The stakes are enormous. The rule of law, the notion that we are all equal under our criminal justice system, is among the noblest of principles but also the ugliest of myths. The question of putting Trump on trial before a jury of his peers is a test for a principle of democracy that has often proved out of reach for most Americans.

Historically, White and wealthy citizens have sometimes managed to avoid the consequences of their criminality. For decades, White mobs lynched and terrorized African Americans with impunity, and this legacy of a racist justice system, separate and unequal, looms over the debate about charging Trump. The system remains deeply unfair, biased against Black people and favoring the wealthy who are able to afford the best lawyers.

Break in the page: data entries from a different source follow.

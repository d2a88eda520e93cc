//! Removal policy
//!
//! `is_removable` decides whether a tab may ever be closed (pinned tabs,
//! home tabs). `before_remove` runs right before a close and may ask the
//! user; resolving to `Ok(false)` or any `Err` keeps the tab.

use futures_util::future::{self, BoxFuture, FutureExt};
use std::future::Future;
use std::sync::Arc;

use crate::Result;

pub type IsRemovable<T> = Arc<dyn Fn(&str, &T) -> bool + Send + Sync>;

pub type BeforeRemove<T> = Arc<dyn Fn(&str, &T) -> BoxFuture<'static, Result<bool>> + Send + Sync>;

pub struct TabsOptions<T> {
    pub(crate) is_removable: IsRemovable<T>,
    pub(crate) before_remove: BeforeRemove<T>,
}

impl<T> TabsOptions<T> {
    pub fn new() -> Self {
        Self {
            is_removable: Arc::new(|_, _| true),
            before_remove: Arc::new(|_, _| future::ready(Ok(true)).boxed()),
        }
    }

    /// Tabs for which `f` returns false are never removed.
    ///
    /// ```
    /// # use spark_tabs::TabsOptions;
    /// struct Page { pinned: bool }
    ///
    /// let options = TabsOptions::<Page>::new().is_removable(|_, page| !page.pinned);
    /// ```
    pub fn is_removable<F>(mut self, f: F) -> Self
    where
        F: Fn(&str, &T) -> bool + Send + Sync + 'static,
    {
        self.is_removable = Arc::new(f);
        self
    }

    /// Asynchronous confirmation run before each removal.
    ///
    /// The hook receives borrowed arguments and must return an owned future,
    /// so clone whatever the confirmation needs before the `async move`.
    pub fn before_remove<F, Fut>(mut self, f: F) -> Self
    where
        F: Fn(&str, &T) -> Fut + Send + Sync + 'static,
        Fut: Future<Output = Result<bool>> + Send + 'static,
    {
        self.before_remove = Arc::new(move |tab, data| f(tab, data).boxed());
        self
    }

    /// Synchronous variant of [`TabsOptions::before_remove`].
    pub fn before_remove_sync<F>(mut self, f: F) -> Self
    where
        F: Fn(&str, &T) -> bool + Send + Sync + 'static,
    {
        self.before_remove = Arc::new(move |tab, data| future::ready(Ok(f(tab, data))).boxed());
        self
    }

    pub(crate) fn check_removable(&self, tab: &str, data: &T) -> bool {
        (self.is_removable)(tab, data)
    }

    pub(crate) fn confirm_remove(&self, tab: &str, data: &T) -> BoxFuture<'static, Result<bool>> {
        (self.before_remove)(tab, data)
    }
}

impl<T> Default for TabsOptions<T> {
    fn default() -> Self {
        Self::new()
    }
}

impl<T> Clone for TabsOptions<T> {
    fn clone(&self) -> Self {
        Self {
            is_removable: Arc::clone(&self.is_removable),
            before_remove: Arc::clone(&self.before_remove),
        }
    }
}

impl<T> std::fmt::Debug for TabsOptions<T> {
    fn fmt(&self, f: &mut std::fmt::Formatter<'_>) -> std::fmt::Result {
        f.debug_struct("TabsOptions").finish_non_exhaustive()
    }
}

#[cfg(test)]
mod tests {
    use super::*;
    use crate::TabError;

    #[tokio::test]
    async fn test_defaults_allow_everything() {
        let options = TabsOptions::<u32>::default();
        assert!(options.check_removable("tab", &1));
        assert!(options.confirm_remove("tab", &1).await.unwrap());
    }

    #[tokio::test]
    async fn test_custom_hooks() {
        let options = TabsOptions::<bool>::new()
            .is_removable(|_, fixed| !*fixed)
            .before_remove(|tab, _| {
                let tab = tab.to_string();
                async move { Err::<bool, _>(TabError::Cancelled(tab)) }
            });

        assert!(!options.check_removable("home", &true));
        assert!(options.check_removable("page", &false));
        assert!(matches!(
            options.confirm_remove("page", &false).await,
            Err(TabError::Cancelled(tab)) if tab == "page"
        ));
    }

    #[tokio::test]
    async fn test_sync_confirmation() {
        let options = TabsOptions::<()>::new().before_remove_sync(|tab, _| tab != "draft");
        assert!(options.confirm_remove("page", &()).await.unwrap());
        assert!(!options.confirm_remove("draft", &()).await.unwrap());
    }
}
//! Tab Registry
//!
//! Holds the ordered tabs of a tab strip, the active tab, and coordinates
//! closing tabs through the removal policy.

use parking_lot::RwLock;
use std::sync::Arc;

use crate::error::TabError;
use crate::observer::{TabsChange, TabsObserver};
use crate::options::TabsOptions;
use crate::side::TabSide;

/// Anything that names a tab: an identifier or a `(tab, data)` pair as
/// returned by [`TabRegistry::get_tabs`].
pub trait AsTab {
    fn as_tab(&self) -> &str;
}

impl AsTab for str {
    fn as_tab(&self) -> &str {
        self
    }
}

impl AsTab for String {
    fn as_tab(&self) -> &str {
        self
    }
}

impl<T> AsTab for (String, T) {
    fn as_tab(&self) -> &str {
        &self.0
    }
}

impl<K: AsTab + ?Sized> AsTab for &K {
    fn as_tab(&self) -> &str {
        (**self).as_tab()
    }
}

struct TabsState<T> {
    /// Insertion ordered, keys unique
    tabs: Vec<(String, T)>,
    active_tab: Option<String>,
}

impl<T> TabsState<T> {
    fn index_of(&self, tab: &str) -> Option<usize> {
        self.tabs.iter().position(|(t, _)| t == tab)
    }
}

pub struct TabRegistry<T> {
    state: Arc<RwLock<TabsState<T>>>,
    observers: Arc<RwLock<Vec<Arc<dyn TabsObserver>>>>,
    options: TabsOptions<T>,
}

impl<T> TabRegistry<T>
where
    T: Clone + Send + Sync + 'static,
{
    pub fn new(options: TabsOptions<T>) -> Self {
        Self {
            state: Arc::new(RwLock::new(TabsState {
                tabs: Vec::new(),
                active_tab: None,
            })),
            observers: Arc::new(RwLock::new(Vec::new())),
            options,
        }
    }

    pub fn options(&self) -> &TabsOptions<T> {
        &self.options
    }

    /// Register an observer called after every mutation
    pub fn subscribe<O>(&self, observer: O)
    where
        O: TabsObserver + 'static,
    {
        self.observers.write().push(Arc::new(observer));
    }

    /// Currently active tab
    pub fn active_tab(&self) -> Option<String> {
        self.state.read().active_tab.clone()
    }

    /// Activate a tab. Membership is not checked.
    pub fn set_active_tab(&self, tab: impl Into<String>) {
        let tab = tab.into();
        tracing::debug!(tab = %tab, "Activating tab");
        self.state.write().active_tab = Some(tab);
        self.notify(&[TabsChange::ActiveTab]);
    }

    pub fn len(&self) -> usize {
        self.state.read().tabs.len()
    }

    pub fn is_empty(&self) -> bool {
        self.state.read().tabs.is_empty()
    }

    pub fn has_tab(&self, tab: &str) -> bool {
        self.state.read().index_of(tab).is_some()
    }

    pub fn get_tab_data(&self, tab: &str) -> Option<T> {
        let state = self.state.read();
        state.index_of(tab).map(|i| state.tabs[i].1.clone())
    }

    /// Replace the data of an existing tab; unknown tabs are skipped
    pub fn set_tab_data(&self, tab: &str, data: T) {
        {
            let mut state = self.state.write();
            match state.index_of(tab) {
                Some(i) => state.tabs[i].1 = data,
                None => return,
            }
        }
        self.notify(&[TabsChange::Tabs]);
    }

    /// Snapshot of all tabs in order
    pub fn get_tabs(&self) -> Vec<(String, T)> {
        self.state.read().tabs.clone()
    }

    /// Replace every tab at once. The active tab is left untouched.
    ///
    /// A repeated tab keeps its first position and its last data.
    pub fn set_tabs<I>(&self, tabs: I)
    where
        I: IntoIterator<Item = (String, T)>,
    {
        let mut deduped: Vec<(String, T)> = Vec::new();
        for (tab, data) in tabs {
            match deduped.iter_mut().find(|(t, _)| *t == tab) {
                Some(entry) => entry.1 = data,
                None => deduped.push((tab, data)),
            }
        }

        tracing::debug!(count = deduped.len(), "Replacing tabs");
        self.state.write().tabs = deduped;
        self.notify(&[TabsChange::Tabs]);
    }

    /// Position of a tab in insertion order
    pub fn index_of(&self, tab: &str) -> Option<usize> {
        self.state.read().index_of(tab)
    }

    /// Tabs strictly on one side of `tab`.
    ///
    /// An unknown tab sits before the first one: nothing is on its left and
    /// everything is on its right.
    pub fn get_side_tabs(&self, tab: &str, side: TabSide) -> Vec<(String, T)> {
        let state = self.state.read();
        let index = state.index_of(tab);
        match (side, index) {
            (TabSide::Left, Some(i)) => state.tabs[..i].to_vec(),
            (TabSide::Left, None) => Vec::new(),
            (TabSide::Right, Some(i)) => state.tabs[i + 1..].to_vec(),
            (TabSide::Right, None) => state.tabs.clone(),
        }
    }

    /// Append a new tab and activate it. Existing tabs are left as they are;
    /// use [`TabRegistry::set_tab_data`] to update them.
    pub fn add_tab(&self, tab: impl Into<String>, data: T) {
        let tab = tab.into();
        {
            let mut state = self.state.write();
            if state.index_of(&tab).is_some() {
                return;
            }
            state.tabs.push((tab.clone(), data));
            state.active_tab = Some(tab.clone());
        }

        tracing::debug!(tab = %tab, "Added tab");
        self.notify(&[TabsChange::Tabs, TabsChange::ActiveTab]);
    }

    /// Whether `tab` (default: the active tab) may be closed.
    ///
    /// Always false while at most one tab is open. Unknown tabs are
    /// removable.
    pub fn can_remove_tab(&self, tab: Option<&str>) -> bool {
        match self.resolve_target(tab) {
            Some(target) => self.is_removable(&self.get_tabs(), &target),
            None => false,
        }
    }

    /// Whether any tab other than `tab` (default: the active tab) may be
    /// closed
    pub fn can_remove_other_tabs(&self, tab: Option<&str>) -> bool {
        let Some(target) = self.resolve_target(tab) else {
            return false;
        };

        let tabs = self.get_tabs();
        tabs.iter()
            .any(|(t, _)| *t != target && self.is_removable(&tabs, t))
    }

    /// Whether any tab on `side` of `tab` (default: the active tab) may be
    /// closed
    pub fn can_remove_side_tabs(&self, side: TabSide, tab: Option<&str>) -> bool {
        let Some(target) = self.resolve_target(tab) else {
            return false;
        };

        let tabs = self.get_tabs();
        self.get_side_tabs(&target, side)
            .iter()
            .any(|(t, _)| self.is_removable(&tabs, t))
    }

    /// Run the `before_remove` hook for each tab, one after another.
    ///
    /// Stops at the first hook that declines or fails. Nothing is removed
    /// here; a `true` result only means every confirmation passed.
    pub async fn try_remove_tabs<K: AsTab>(&self, tabs: &[K]) -> bool {
        if self.is_empty() || tabs.is_empty() {
            return false;
        }

        let mut valid = true;
        for target in tabs {
            let tab = target.as_tab();
            let outcome = match self.get_tab_data(tab) {
                Some(data) => self.options.confirm_remove(tab, &data).await,
                None => Err(TabError::NotFound(tab.to_string())),
            };

            match outcome {
                Ok(allow) => valid = valid && allow,
                Err(err) => {
                    tracing::debug!(tab = %tab, error = %err, "Tab removal rejected");
                    valid = false;
                }
            }

            if !valid {
                break;
            }
        }

        valid
    }

    /// Close `tab` (default: the active tab).
    ///
    /// Closing the active tab activates its left neighbour, or its right
    /// neighbour when it is the first tab.
    pub async fn remove_tab(&self, tab: Option<&str>) {
        let Some(target) = self.resolve_target(tab) else {
            return;
        };

        if self.len() <= 1
            || !self.is_removable(&self.get_tabs(), &target)
            || !self.try_remove_tabs(&[target.as_str()]).await
        {
            return;
        }

        let active_changed = {
            let mut state = self.state.write();
            let Some(index) = state.index_of(&target) else {
                return;
            };

            let is_active = state.active_tab.as_deref() == Some(target.as_str());
            if is_active {
                let next = index
                    .checked_sub(1)
                    .and_then(|i| state.tabs.get(i))
                    .or_else(|| state.tabs.get(index + 1))
                    .map(|(t, _)| t.clone());
                state.active_tab = next;
            }

            state.tabs.remove(index);
            is_active
        };

        tracing::info!(tab = %target, "Removed tab");
        if active_changed {
            self.notify(&[TabsChange::ActiveTab, TabsChange::Tabs]);
        } else {
            self.notify(&[TabsChange::Tabs]);
        }
    }

    /// Close every removable tab except `tab` (default: the active tab),
    /// which becomes the active tab.
    pub async fn remove_other_tabs(&self, tab: Option<&str>) {
        let Some(target) = self.resolve_target(tab) else {
            return;
        };

        let tabs = self.get_tabs();
        let others: Vec<(String, T)> = tabs
            .iter()
            .filter(|(t, _)| *t != target && self.is_removable(&tabs, t))
            .cloned()
            .collect();

        if !self.try_remove_tabs(&others).await {
            return;
        }

        self.remove_confirmed(&target, &others, false);
    }

    /// Close every removable tab on `side` of `tab` (default: the active
    /// tab). If the active tab is among them, `tab` becomes active.
    pub async fn remove_side_tabs(&self, side: TabSide, tab: Option<&str>) {
        let Some(target) = self.resolve_target(tab) else {
            return;
        };

        let tabs = self.get_tabs();
        let side_tabs: Vec<(String, T)> = self
            .get_side_tabs(&target, side)
            .into_iter()
            .filter(|(t, _)| self.is_removable(&tabs, t))
            .collect();

        if !self.try_remove_tabs(&side_tabs).await {
            return;
        }

        self.remove_confirmed(&target, &side_tabs, true);
    }

    /// Delete confirmed tabs, activating `target` first when needed.
    ///
    /// With `only_if_removed` the target is activated only when the current
    /// active tab is one of the removed tabs.
    fn remove_confirmed(&self, target: &str, removed: &[(String, T)], only_if_removed: bool) {
        let active_changed = {
            let mut state = self.state.write();
            let active = state.active_tab.as_deref();
            let activate = active != Some(target)
                && (!only_if_removed || removed.iter().any(|(t, _)| Some(t.as_str()) == active));
            if activate {
                state.active_tab = Some(target.to_string());
            }

            state
                .tabs
                .retain(|(t, _)| !removed.iter().any(|(r, _)| r == t));
            activate
        };

        tracing::info!(tab = %target, removed = removed.len(), "Removed tabs");
        if active_changed {
            self.notify(&[TabsChange::ActiveTab, TabsChange::Tabs]);
        } else {
            self.notify(&[TabsChange::Tabs]);
        }
    }

    /// Explicit target, else the active tab. Empty names never resolve.
    fn resolve_target(&self, tab: Option<&str>) -> Option<String> {
        tab.map(str::to_string)
            .or_else(|| self.active_tab())
            .filter(|t| !t.is_empty())
    }

    /// Single tab removability against a snapshot of the registry
    fn is_removable(&self, tabs: &[(String, T)], tab: &str) -> bool {
        if tabs.len() <= 1 {
            return false;
        }

        match tabs.iter().find(|(t, _)| t == tab) {
            Some((_, data)) => self.options.check_removable(tab, data),
            None => true,
        }
    }

    fn notify(&self, changes: &[TabsChange]) {
        let observers: Vec<Arc<dyn TabsObserver>> = self.observers.read().clone();
        for change in changes {
            for observer in &observers {
                observer.on_change(*change);
            }
        }
    }
}

impl<T> Default for TabRegistry<T>
where
    T: Clone + Send + Sync + 'static,
{
    fn default() -> Self {
        Self::new(TabsOptions::default())
    }
}

impl<T> Clone for TabRegistry<T> {
    fn clone(&self) -> Self {
        Self {
            state: Arc::clone(&self.state),
            observers: Arc::clone(&self.observers),
            options: self.options.clone(),
        }
    }
}
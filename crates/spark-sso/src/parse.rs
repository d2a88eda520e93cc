//! Callback URL parsing

use crate::params::{ParamGroup, ParamGroups};
use crate::search::{remove_url_search_params, resolve_url_search_params, RemoveParams, SearchParams};

#[derive(Debug, Clone, PartialEq, Eq)]
pub struct ParseUrlResult {
    /// The group that matched
    pub group: ParamGroup,
    /// Value of each group param in declaration order, `None` when an
    /// optional param is missing
    pub data: Vec<(String, Option<String>)>,
    /// The URL as given
    pub raw_url: String,
    /// The URL without the group's params
    pub clean_url: String,
}

impl ParseUrlResult {
    /// Value of a group param
    pub fn get(&self, name: &str) -> Option<&str> {
        self.data
            .iter()
            .find(|(n, _)| n == name)
            .and_then(|(_, v)| v.as_deref())
    }
}

/// Match the query of `url` against `groups`.
///
/// Returns `None` when the URL carries no params or no group is complete.
/// Groups without params never match.
pub fn parse_url(url: impl AsRef<str>, groups: &ParamGroups) -> Option<ParseUrlResult> {
    let url = url.as_ref();
    let search_params = resolve_url_search_params(url);

    if search_params.is_empty() {
        return None;
    }

    let group = groups
        .clone()
        .normalize()
        .into_iter()
        .find(|group| validate_group(&search_params, group))?;

    tracing::debug!(group = %group.key, "SSO callback parameters matched");

    Some(ParseUrlResult {
        data: pick_group_data(&search_params, &group),
        raw_url: url.to_string(),
        clean_url: remove_url_search_params(url, RemoveParams::Names(group.param_names())),
        group,
    })
}

fn validate_group(search_params: &SearchParams, group: &ParamGroup) -> bool {
    !group.params.is_empty()
        && group
            .params
            .iter()
            .all(|param| !param.required || search_params.has(&param.name))
}

fn pick_group_data(search_params: &SearchParams, group: &ParamGroup) -> Vec<(String, Option<String>)> {
    group
        .params
        .iter()
        .map(|param| {
            (
                param.name.clone(),
                search_params.get(&param.name).map(str::to_string),
            )
        })
        .collect()
}
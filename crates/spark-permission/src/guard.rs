//! Element guard

use crate::error::PermissionError;
use crate::permissions::{Permission, PermissionCodes, PermissionOperator};
use crate::Result;

/// Decide whether a permission-guarded element stays mounted.
///
/// `permission` is the instance installed for the app, if any. Returns
/// `Ok(false)` when the element must be removed.
pub fn authorize(
    permission: Option<&Permission>,
    value: impl Into<PermissionCodes>,
    operator: Option<PermissionOperator>,
) -> Result<bool> {
    let permission = permission.ok_or(PermissionError::NotInstalled)?;
    let value = value.into();
    let operator = operator.unwrap_or_default();

    let allowed = permission.check(value.clone(), operator);
    if !allowed {
        tracing::debug!(codes = ?value.as_slice(), operator = %operator, "Permission denied, removing element");
    }

    Ok(allowed)
}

Nonviolent drug offenses for the poor have resulted in decades-long prison sentences, while hardly any bankers stood trial for reckless and probably illegal activities that helped trigger the 2008 financial crisis.

With Trump in the White House, his friends and allies already had their own system of justice: Trump-loving Dinesh D’Souza (campaign finance violations), Trump-whisperer Roger Stone (witness tampering), Trump’s first national security adviser Michael Flynn (lying to the FBI), Trump campaign chairman Paul Manafort (tax fraud) and Trump son-in-law’s father Charles Kushner (tax evasion and witness tampering) are all convicted felons who received pardons from Trump or had their sentences commuted by him. Three of those convictions occurred during Trump’s presidency.

Now this unequal system of justice faces a crossroads. Any decision about prosecuting the former president centers on two conflicting fears: Inaction mocks the nation’s professed ideal that no one sits above the law — and Americans might wonder whether our democracy can survive what amounts to the explicit approval of lawlessness. But prosecuting deposed leaders is the stuff of banana republics.

The fear of the banana republic is hardly an idle one — and here Trump is a central figure, too.

The reckoning

Of course, there’s also an appearance of impropriety when a Democratic elected official investigates Trump, lending a whiff of credence to the notion that politics sway prosecution decisions regardless of which side is doing it. Biden himself, before he was elected (and before Trump committed some of his most egregious misdeeds), said that prosecuting him would be a “very unusual thing and probably not very … good for democracy,” although he also promised to leave any decisions in the hands of the Justice Department. Indicting could trigger violence, spark a cycle of retribution once Republicans take back power, and erode yet another democratic norm.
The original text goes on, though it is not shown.